• TO DO
Scan the entries below for the word "params" and copy every line where it turns up.

• DATA EXTRACT
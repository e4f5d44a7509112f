#![allow(dead_code)]

use std::collections::{HashMap, VecDeque};
use std::sync::{Arc, Mutex};

use async_trait::async_trait;
use base64::Engine as _;
use base64::engine::general_purpose::URL_SAFE_NO_PAD;
use bobbin_common::http_client::HttpClient;
use bobbin_common::session::MemoryStore;
use bobbin_common::types::Did;
use bobbin_identity::BobbinResolver;
use bobbin_identity::resolver::{HandleStep, ResolverOptions};
use bobbin_oauth::browser::{BrowserLauncher, BrowserOutcome};
use bobbin_oauth::error::BoxError;
use bobbin_oauth::session::{DpopState, OAuthSession};
use bobbin_oauth::types::OAuthTokenType;
use bobbin_oauth::utils::generate_key;
use bobbin_oauth::{AtprotoClientMetadata, ClientConfig, SessionManager};
use chrono::{TimeDelta, Utc};
use http::StatusCode;
use serde_json::{Value, json};
use url::Url;

pub const ALICE_DID: &str = "did:plc:z72i7hdynmk6r22z27h6abc2";
pub const PAR_URL: &str = "https://auth.example.com/oauth/par";
pub const TOKEN_URL: &str = "https://auth.example.com/oauth/token";
pub const REVOKE_URL: &str = "https://auth.example.com/oauth/revoke";
pub const PROTECTED_RESOURCE_URL: &str =
    "https://pds.example.com/.well-known/oauth-protected-resource";
pub const REQUEST_URI: &str = "urn:ietf:params:oauth:request_uri:req-1";

#[derive(Debug, thiserror::Error)]
#[error("connection refused")]
pub struct Refused;

#[derive(Clone, Debug)]
pub struct Reply {
    pub status: StatusCode,
    pub headers: Vec<(&'static str, String)>,
    pub body: Vec<u8>,
}

impl Reply {
    pub fn json(status: u16, body: Value) -> Self {
        Self {
            status: StatusCode::from_u16(status).unwrap(),
            headers: vec![("content-type", "application/json".into())],
            body: serde_json::to_vec(&body).unwrap(),
        }
    }

    pub fn text(status: u16, body: &str) -> Self {
        Self {
            status: StatusCode::from_u16(status).unwrap(),
            headers: Vec::new(),
            body: body.as_bytes().to_vec(),
        }
    }

    pub fn with_header(mut self, name: &'static str, value: &str) -> Self {
        self.headers.push((name, value.into()));
        self
    }
}

#[derive(Clone, Debug)]
pub struct Logged {
    pub method: String,
    pub url: String,
    pub body: String,
    pub dpop: Option<String>,
    pub authorization: Option<String>,
}

impl Logged {
    pub fn form(&self) -> HashMap<String, String> {
        serde_html_form::from_str(&self.body).unwrap()
    }

    pub fn proof_claims(&self) -> Value {
        jwt_part(self.dpop.as_deref().expect("DPoP header"), 1)
    }

    pub fn proof_header(&self) -> Value {
        jwt_part(self.dpop.as_deref().expect("DPoP header"), 0)
    }
}

fn jwt_part(jwt: &str, index: usize) -> Value {
    let part = jwt.split('.').nth(index).unwrap();
    serde_json::from_slice(&URL_SAFE_NO_PAD.decode(part).unwrap()).unwrap()
}

/// Routes by full URL. A route holding several replies hands them out in
/// order and then keeps repeating the last one.
#[derive(Clone, Default)]
pub struct MockNet {
    routes: Arc<Mutex<HashMap<String, VecDeque<Reply>>>>,
    offline: Arc<Mutex<Vec<String>>>,
    log: Arc<Mutex<Vec<Logged>>>,
}

impl MockNet {
    pub fn route(&self, url: &str, reply: Reply) {
        self.script(url, vec![reply]);
    }

    pub fn script(&self, url: &str, replies: Vec<Reply>) {
        self.routes
            .lock()
            .unwrap()
            .insert(url.to_string(), replies.into());
    }

    pub fn json(&self, url: &str, body: Value) {
        self.route(url, Reply::json(200, body));
    }

    pub fn go_offline(&self, url: &str) {
        self.offline.lock().unwrap().push(url.to_string());
    }

    pub fn log(&self) -> Vec<Logged> {
        self.log.lock().unwrap().clone()
    }

    pub fn requests_to(&self, url: &str) -> Vec<Logged> {
        self.log().into_iter().filter(|r| r.url == url).collect()
    }

    /// Form parameter from the most recent request to `url`.
    pub fn last_form_value(&self, url: &str, name: &str) -> Option<String> {
        self.requests_to(url).last()?.form().get(name).cloned()
    }
}

impl HttpClient for MockNet {
    type Error = Refused;

    async fn send_http(
        &self,
        request: http::Request<Vec<u8>>,
    ) -> Result<http::Response<Vec<u8>>, Self::Error> {
        tokio::task::yield_now().await;
        let url = request.uri().to_string();
        let header = |name: &str| {
            request
                .headers()
                .get(name)
                .and_then(|v| v.to_str().ok())
                .map(String::from)
        };
        self.log.lock().unwrap().push(Logged {
            method: request.method().to_string(),
            url: url.clone(),
            body: String::from_utf8_lossy(request.body()).into_owned(),
            dpop: header("dpop"),
            authorization: header("authorization"),
        });
        if self.offline.lock().unwrap().contains(&url) {
            return Err(Refused);
        }
        let reply = {
            let mut routes = self.routes.lock().unwrap();
            match routes.get_mut(&url) {
                Some(queue) if queue.len() > 1 => queue.pop_front(),
                Some(queue) => queue.front().cloned(),
                None => None,
            }
        }
        .unwrap_or_else(|| Reply::json(404, json!({ "error": "not_found" })));
        let mut builder = http::Response::builder().status(reply.status);
        for (name, value) in &reply.headers {
            builder = builder.header(*name, value.as_str());
        }
        Ok(builder.body(reply.body).unwrap())
    }
}

pub fn auth_server_metadata(issuer: &str) -> Value {
    json!({
        "issuer": issuer,
        "authorization_endpoint": format!("{issuer}/oauth/authorize"),
        "token_endpoint": format!("{issuer}/oauth/token"),
        "pushed_authorization_request_endpoint": format!("{issuer}/oauth/par"),
        "require_pushed_authorization_requests": true,
        "revocation_endpoint": format!("{issuer}/oauth/revoke"),
        "response_types_supported": ["code"],
        "grant_types_supported": ["authorization_code", "refresh_token"],
        "code_challenge_methods_supported": ["S256"],
        "token_endpoint_auth_methods_supported": ["none", "private_key_jwt"],
        "dpop_signing_alg_values_supported": ["RS256", "ES256"],
        "scopes_supported": ["atproto", "transition:generic"],
        "authorization_response_iss_parameter_supported": true,
        "client_id_metadata_document_supported": true
    })
}

pub fn token_response(access_token: &str, refresh_token: &str) -> Value {
    json!({
        "access_token": access_token,
        "token_type": "DPoP",
        "expires_in": 3600,
        "refresh_token": refresh_token,
        "scope": "atproto transition:generic",
        "sub": ALICE_DID
    })
}

/// `alice.example.com` -> `ALICE_DID` -> `https://pds.example.com`, whose
/// authorization server is `https://auth.example.com`.
pub fn alice_network() -> MockNet {
    let net = MockNet::default();
    net.route(
        "https://alice.example.com/.well-known/atproto-did",
        Reply::text(200, ALICE_DID),
    );
    net.json(
        &format!("https://plc.directory/{ALICE_DID}"),
        json!({
            "id": ALICE_DID,
            "alsoKnownAs": ["at://alice.example.com"],
            "service": [{
                "id": "#atproto_pds",
                "type": "AtprotoPersonalDataServer",
                "serviceEndpoint": "https://pds.example.com"
            }]
        }),
    );
    net.json(
        PROTECTED_RESOURCE_URL,
        json!({
            "resource": "https://pds.example.com",
            "authorization_servers": ["https://auth.example.com"]
        }),
    );
    net.json(
        "https://auth.example.com/.well-known/oauth-authorization-server",
        auth_server_metadata("https://auth.example.com"),
    );
    net.route(
        PAR_URL,
        Reply::json(201, json!({ "request_uri": REQUEST_URI, "expires_in": 60 })),
    );
    net.json(TOKEN_URL, token_response("at-1", "rt-1"));
    net.route(REVOKE_URL, Reply::text(200, ""));
    net
}

pub type Manager = SessionManager<BobbinResolver<MockNet>, MemoryStore>;

pub fn client_metadata() -> AtprotoClientMetadata {
    AtprotoClientMetadata::new()
        .client_id(Url::parse("https://app.example.com/oauth/client-metadata.json").unwrap())
        .redirect_uris(vec![Url::parse("com.example.app:/callback").unwrap()])
        .client_name("Example")
        .build()
}

pub fn manager_with(net: &MockNet, config: ClientConfig) -> Manager {
    let options = ResolverOptions::new()
        .handle_order(vec![HandleStep::HttpsWellKnown])
        .handle_resolver(Url::parse("https://resolver.example.net").unwrap())
        .build();
    let resolver = BobbinResolver::new(net.clone(), options);
    SessionManager::new(resolver, MemoryStore::new(), client_metadata(), config).unwrap()
}

pub fn manager(net: &MockNet) -> Manager {
    manager_with(net, ClientConfig::default())
}

/// A session as it would have been saved by an earlier sign-in.
pub fn stored_session(access_token: &str, expires_in_secs: i64) -> OAuthSession {
    OAuthSession {
        sub: Did::new(ALICE_DID).unwrap(),
        handle: None,
        issuer: "https://auth.example.com/".into(),
        pds_url: Url::parse("https://pds.example.com").unwrap(),
        token_endpoint: TOKEN_URL.into(),
        revocation_endpoint: Some(REVOKE_URL.into()),
        access_token: access_token.into(),
        refresh_token: Some("rt-0".into()),
        token_type: OAuthTokenType::DPoP,
        scope: Some("atproto transition:generic".into()),
        expires_at: Some(Utc::now() + TimeDelta::seconds(expires_in_secs)),
        dpop: DpopState::new(generate_key(&["ES256".into()]).unwrap()),
    }
}

#[derive(Clone, Copy, Debug)]
pub enum Script {
    Approve,
    ApproveWithoutIssuer,
    Deny,
    ForgeState,
    ForeignRedirect,
    Cancel,
    Hang,
}

/// Plays the user: reads the `state` the client pushed and answers with a redirect.
pub struct ScriptedBrowser {
    net: MockNet,
    script: Script,
    opened: Mutex<Vec<(Url, String)>>,
}

impl ScriptedBrowser {
    pub fn new(net: &MockNet, script: Script) -> Self {
        Self {
            net: net.clone(),
            script,
            opened: Mutex::new(Vec::new()),
        }
    }

    pub fn opened(&self) -> Vec<(Url, String)> {
        self.opened.lock().unwrap().clone()
    }
}

fn redirect(params: &[(&str, &str)]) -> BrowserOutcome {
    redirect_to("com.example.app:/callback", params)
}

fn redirect_to(base: &str, params: &[(&str, &str)]) -> BrowserOutcome {
    let query = serde_html_form::to_string(params).unwrap();
    BrowserOutcome::Redirect(Url::parse(&format!("{base}?{query}")).unwrap())
}

#[async_trait]
impl BrowserLauncher for ScriptedBrowser {
    async fn open(&self, url: &Url, callback_scheme: &str) -> Result<BrowserOutcome, BoxError> {
        self.opened
            .lock()
            .unwrap()
            .push((url.clone(), callback_scheme.to_string()));
        let state = self
            .net
            .last_form_value(PAR_URL, "state")
            .ok_or("authorization page opened before PAR")?;
        let iss = "https://auth.example.com";
        Ok(match self.script {
            Script::Approve => redirect(&[("code", "auth-code"), ("state", &state), ("iss", iss)]),
            Script::ApproveWithoutIssuer => redirect(&[("code", "auth-code"), ("state", &state)]),
            Script::Deny => redirect(&[
                ("error", "access_denied"),
                ("error_description", "User denied the request"),
                ("state", &state),
                ("iss", iss),
            ]),
            Script::ForgeState => {
                redirect(&[("code", "auth-code"), ("state", "forged"), ("iss", iss)])
            }
            Script::ForeignRedirect => redirect_to(
                "com.example.other:/callback",
                &[("code", "auth-code"), ("state", &state), ("iss", iss)],
            ),
            Script::Cancel => BrowserOutcome::Cancelled,
            Script::Hang => {
                std::future::pending::<()>().await;
                BrowserOutcome::Cancelled
            }
        })
    }
}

• ANSWER AREA
pub const REQUEST_URI: &str = "urn:ietf:params:oauth:request_uri:req-1";
fn redirect(params: &[(&str, &str)]) -> BrowserOutcome {
    redirect_to("com.example.app:/callback", params)
fn redirect_to(base: &str, params: &[(&str, &str)]) -> BrowserOutcome {
    let query = serde_html_form::to_string(params).unwrap();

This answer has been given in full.